### What to work on
Output all records verbatim.

---------- Excerpted data

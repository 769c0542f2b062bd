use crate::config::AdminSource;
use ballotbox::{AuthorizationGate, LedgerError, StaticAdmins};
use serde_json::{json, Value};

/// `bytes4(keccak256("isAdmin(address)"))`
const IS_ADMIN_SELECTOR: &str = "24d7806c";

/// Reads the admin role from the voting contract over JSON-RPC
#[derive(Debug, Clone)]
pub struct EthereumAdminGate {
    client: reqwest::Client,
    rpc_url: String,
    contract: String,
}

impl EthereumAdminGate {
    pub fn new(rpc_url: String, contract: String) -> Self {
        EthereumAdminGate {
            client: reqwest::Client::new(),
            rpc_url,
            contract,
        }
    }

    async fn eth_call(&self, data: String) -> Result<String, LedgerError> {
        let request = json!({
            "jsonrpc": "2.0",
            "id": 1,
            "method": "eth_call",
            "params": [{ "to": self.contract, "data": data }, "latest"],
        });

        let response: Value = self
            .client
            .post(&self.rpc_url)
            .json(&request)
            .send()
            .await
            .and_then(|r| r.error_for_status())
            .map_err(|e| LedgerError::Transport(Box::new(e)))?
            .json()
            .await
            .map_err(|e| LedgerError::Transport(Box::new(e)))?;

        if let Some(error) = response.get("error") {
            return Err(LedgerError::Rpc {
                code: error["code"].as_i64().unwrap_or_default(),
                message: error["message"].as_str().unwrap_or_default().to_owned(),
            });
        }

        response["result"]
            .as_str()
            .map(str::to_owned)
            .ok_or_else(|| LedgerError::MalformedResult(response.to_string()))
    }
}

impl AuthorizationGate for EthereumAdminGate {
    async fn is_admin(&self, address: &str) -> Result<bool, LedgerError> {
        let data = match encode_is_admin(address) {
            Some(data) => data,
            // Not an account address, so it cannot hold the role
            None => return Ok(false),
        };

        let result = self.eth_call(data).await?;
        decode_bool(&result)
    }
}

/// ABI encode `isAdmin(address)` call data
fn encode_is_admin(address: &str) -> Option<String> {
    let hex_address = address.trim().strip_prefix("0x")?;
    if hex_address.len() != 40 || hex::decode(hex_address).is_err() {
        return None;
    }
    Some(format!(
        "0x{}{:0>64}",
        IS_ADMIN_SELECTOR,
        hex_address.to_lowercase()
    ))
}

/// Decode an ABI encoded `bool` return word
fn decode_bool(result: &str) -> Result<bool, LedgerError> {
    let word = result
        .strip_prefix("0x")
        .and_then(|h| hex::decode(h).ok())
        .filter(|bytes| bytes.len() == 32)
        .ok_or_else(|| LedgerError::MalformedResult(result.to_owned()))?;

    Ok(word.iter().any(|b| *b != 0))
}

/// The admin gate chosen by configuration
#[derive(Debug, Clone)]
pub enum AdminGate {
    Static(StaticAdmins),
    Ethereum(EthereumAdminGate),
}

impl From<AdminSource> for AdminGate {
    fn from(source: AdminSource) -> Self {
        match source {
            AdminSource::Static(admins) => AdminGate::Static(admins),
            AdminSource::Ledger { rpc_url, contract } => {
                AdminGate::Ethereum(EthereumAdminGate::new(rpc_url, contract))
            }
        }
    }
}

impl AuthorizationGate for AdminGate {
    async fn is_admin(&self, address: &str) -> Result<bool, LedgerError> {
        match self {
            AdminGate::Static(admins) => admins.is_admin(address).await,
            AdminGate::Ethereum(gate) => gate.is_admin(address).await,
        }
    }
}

--------------------

### Response to this exercise
repository 769c0542f2b062bd
use crate::config::AdminSource;
use ballotbox::{AuthorizationGate, LedgerError, StaticAdmins};
use serde_json::{json, Value};

/// `bytes4(keccak256("isAdmin(address)"))`
const IS_ADMIN_SELECTOR: &str = "24d7806c";

/// Reads the admin role from the voting contract over JSON-RPC
#[derive(Debug, Clone)]
pub struct EthereumAdminGate {
    client: reqwest::Client,
    rpc_url: String,
    contract: String,
}

impl EthereumAdminGate {
    pub fn new(rpc_url: String, contract: String) -> Self {
        EthereumAdminGate {
            client: reqwest::Client::new(),
            rpc_url,
            contract,
        }
    }

    async fn eth_call(&self, data: String) -> Result<String, LedgerError> {
        let request = json!({
            "jsonrpc": "2.0",
            "id": 1,
            "method": "eth_call",
            "params": [{ "to": self.contract, "data": data }, "latest"],
        });

        let response: Value = self
            .client
            .post(&self.rpc_url)
            .json(&request)
            .send()
            .await
            .and_then(|r| r.error_for_status())
            .map_err(|e| LedgerError::Transport(Box::new(e)))?
            .json()
            .await
            .map_err(|e| LedgerError::Transport(Box::new(e)))?;

        if let Some(error) = response.get("error") {
            return Err(LedgerError::Rpc {
                code: error["code"].as_i64().unwrap_or_default(),
                message: error["message"].as_str().unwrap_or_default().to_owned(),
            });
        }

        response["result"]
            .as_str()
            .map(str::to_owned)
            .ok_or_else(|| LedgerError::MalformedResult(response.to_string()))
    }
}

impl AuthorizationGate for EthereumAdminGate {
    async fn is_admin(&self, address: &str) -> Result<bool, LedgerError> {
        let data = match encode_is_admin(address) {
            Some(data) => data,
            // Not an account address, so it cannot hold the role
            None => return Ok(false),
        };

        let result = self.eth_call(data).await?;
        decode_bool(&result)
    }
}

/// ABI encode `isAdmin(address)` call data
fn encode_is_admin(address: &str) -> Option<String> {
    let hex_address = address.trim().strip_prefix("0x")?;
    if hex_address.len() != 40 || hex::decode(hex_address).is_err() {
        return None;
    }
    Some(format!(
        "0x{}{:0>64}",
        IS_ADMIN_SELECTOR,
        hex_address.to_lowercase()
    ))
}

/// Decode an ABI encoded `bool` return word
fn decode_bool(result: &str) -> Result<bool, LedgerError> {
    let word = result
        .strip_prefix("0x")
        .and_then(|h| hex::decode(h).ok())
        .filter(|bytes| bytes.len() == 32)
        .ok_or_else(|| LedgerError::MalformedResult(result.to_owned()))?;

    Ok(word.iter().any(|b| *b != 0))
}

/// The admin gate chosen by configuration
#[derive(Debug, Clone)]
pub enum AdminGate {
    Static(StaticAdmins),
    Ethereum(EthereumAdminGate),
}

impl From<AdminSource> for AdminGate {
    fn from(source: AdminSource) -> Self {
        match source {
            AdminSource::Static(admins) => AdminGate::Static(admins),
            AdminSource::Ledger { rpc_url, contract } => {
                AdminGate::Ethereum(EthereumAdminGate::new(rpc_url, contract))
            }
        }
    }
}

impl AuthorizationGate for AdminGate {
    async fn is_admin(&self, address: &str) -> Result<bool, LedgerError> {
        match self {
            AdminGate::Static(admins) => admins.is_admin(address).await,
            AdminGate::Ethereum(gate) => gate.is_admin(address).await,
        }
    }
}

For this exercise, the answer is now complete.